The shift toward continuous monitoring does not mean watching dashboards in real time. It means establishing automated monitoring pipelines that evaluate model performance, data quality, and prediction stability at appropriate frequencies — daily, weekly, or monthly depending on the model's materiality and the volatility of its operating environment. When monitoring metrics breach predefined thresholds, alerts should trigger review workflows, not just email notifications.
This requires infrastructure. Performance metrics must be computed against current data, which means monitoring systems need access to both model predictions and actual outcomes. For credit models, outcome data may lag by months, which means monitoring must also include leading indicators — input data stability, score distribution shifts, override rates — that can signal problems before outcome data confirms them.
Documentation: The Perennial Weakness
Model documentation is universally acknowledged as important and universally executed poorly. SR 11-7 expects documentation that enables a knowledgeable third party to understand the model's purpose, methodology, assumptions, limitations, and performance. In practice, documentation ranges from comprehensive technical papers to sparse PowerPoint decks that omit critical details.
The root cause is structural: documentation is treated as a deliverable that is produced once at model development and updated reluctantly thereafter. It is disconnected from the model itself — the code may change while the documentation remains static.
Better documentation requires tighter integration between the development process and the documentation process. When a model's features, training data, or parameters change, the documentation should update accordingly. This does not require fully automated documentation — expert judgment in describing methodology and limitations remains essential — but the factual elements (data sources, performance metrics, feature lists, validation history) should be maintained programmatically.
Operationalising Governance
The common thread across inventory management, tiering, validation, monitoring, and documentation is that these are operational processes, not one-time compliance exercises. They require workflow management, role-based access, audit trails, and integration with the model development and deployment lifecycle.
Most institutions have attempted to manage these processes with generic tools — ticketing systems, shared drives, spreadsheets, and email. The result is governance programmes that are functional but fragile, dependent on individual knowledge, and difficult to scale.

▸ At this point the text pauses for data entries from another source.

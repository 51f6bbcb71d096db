//! Axum router for the ingestion front-end.
//!
//! ```text
//! /
//! ├── POST /vote                 - submit a law ballot
//! ├── POST /elections/vote       - submit an election ballot
//! ├── GET  /results              - all law tallies
//! ├── GET  /results/{ballot_id}  - one law tally
//! ├── GET  /elections            - registered elections and windows
//! ├── GET  /elections/{id}/regions/{id}/results - election tallies
//! └── GET  /health               - liveness and dependency status
//! ```

use axum::routing::{get, post};
use axum::Router;

use super::handlers::*;
use super::state::AppState;

/// Build the complete router. Submission routes publish to the bus;
/// everything under `/results` and `/elections` reads the tally store
/// only.
pub fn build_router(state: &AppState) -> Router {
    Router::new()
        .route("/vote", post(submit_vote))
        .route("/elections/vote", post(submit_election_vote))
        .route("/results", get(all_law_results))
        .route("/results/{ballot_id}", get(law_results))
        .route("/elections", get(list_elections))
        .route(
            "/elections/{election_id}/regions/{region_id}/results",
            get(election_results),
        )
        .route("/health", get(health))
        .with_state(state.clone())
}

Purpose-built model governance platforms address this by providing the structured workflows, automated monitoring, and centralised evidence repositories that SR 11-7 envisions. StratLytics' SLERA platform exemplifies this approach — it was designed from the ground up for regulated financial institutions, with model inventory management, validation workflow orchestration, continuous monitoring, findings tracking, and audit-ready evidence generation built into a single integrated system.
The institutions that treat model governance as a first-class operational capability — not a cost centre, but a source of competitive advantage through faster, safer model deployment — are the ones that satisfy both their regulators and their business stakeholders. The tooling they choose is a critical enabler of that outcome.